● Your task: State how many lines of the entries hold the string "committer". Reply with the number alone.

==== Records shown

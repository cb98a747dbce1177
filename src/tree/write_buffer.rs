// Copyright (c) 2024-present, fjall-rs
// This source code is licensed under both the Apache 2.0 and MIT License
// (found in the LICENSE-* files in the repository)

use crate::{item::Item, version::Version, Slice};
use rustc_hash::FxHashMap;
use std::collections::VecDeque;
use std::sync::Arc;

/// A queued unit of work for the committer
#[derive(Clone)]
pub(crate) enum Pending {
    /// Persist a validated item (insertion counter already stamped)
    Insert(Arc<Item>),

    /// Only advance the perspective marker: an already stored version was
    /// re-sent by a remote source
    Marker {
        /// Perspective tag
        us: Slice,
        /// Version the marker points at
        v: Version,
        /// Insertion counter of the already stored item
        i: u64,
    },
}

/// In-flight write buffer: a FIFO queue plus lookaside indexes
///
/// Items stay buffered until their batch commits, so validation of later
/// writes can resolve parents and duplicates against work that is not yet
/// persisted. One slot is released per committed batch.
#[derive(Default)]
pub(crate) struct WriteBuffer {
    queue: VecDeque<Pending>,

    /// Version bytes -> buffered item
    by_version: FxHashMap<Slice, Arc<Item>>,

    /// Document id -> buffered items, in queue order
    by_id: FxHashMap<Slice, Vec<Arc<Item>>>,
}

impl WriteBuffer {
    /// Number of outstanding (unreleased) entries.
    pub fn len(&self) -> usize {
        self.queue.len()
    }

    pub fn is_empty(&self) -> bool {
        self.queue.is_empty()
    }

    /// Enqueues a validated item.
    pub fn push_insert(&mut self, item: Arc<Item>) {
        let v = Slice::from(item.header.version.as_bytes());

        self.by_version.insert(v, item.clone());
        self.by_id
            .entry(item.header.id.clone())
            .or_default()
            .push(item.clone());
        self.queue.push_back(Pending::Insert(item));
    }

    /// Enqueues a perspective marker advance.
    pub fn push_marker(&mut self, us: Slice, v: Version, i: u64) {
        self.queue.push_back(Pending::Marker { us, v, i });
    }

    /// The entry the committer should process next.
    pub fn front(&self) -> Option<&Pending> {
        self.queue.front()
    }

    /// Releases the front slot after its batch committed.
    pub fn release_front(&mut self) {
        let Some(front) = self.queue.pop_front() else {
            return;
        };

        if let Pending::Insert(item) = front {
            self.by_version.remove(item.header.version.as_bytes());

            if let Some(items) = self.by_id.get_mut(&item.header.id) {
                if let Some(pos) = items
                    .iter()
                    .position(|it| it.header.version == item.header.version)
                {
                    items.remove(pos);
                }
                if items.is_empty() {
                    self.by_id.remove(&item.header.id);
                }
            }
        }
    }

    /// Drops all queued work (used when a storage error poisons the tree).
    pub fn clear(&mut self) {
        self.queue.clear();
        self.by_version.clear();
        self.by_id.clear();
    }

    /// Whether a buffered item carries this version.
    pub fn contains_version(&self, v: &[u8]) -> bool {
        self.by_version.contains_key(v)
    }

    /// Whether any buffered item belongs to this id.
    pub fn contains_id(&self, id: &[u8]) -> bool {
        self.by_id.contains_key(id)
    }

    /// Buffered item for a version, if any.
    pub fn get_by_version(&self, v: &[u8]) -> Option<&Arc<Item>> {
        self.by_version.get(v)
    }

    /// Buffered items of an id, in queue order.
    pub fn items_for_id(&self, id: &[u8]) -> &[Arc<Item>] {
        self.by_id.get(id).map(Vec::as_slice).unwrap_or_default()
    }
}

========

● Completed exercise: 2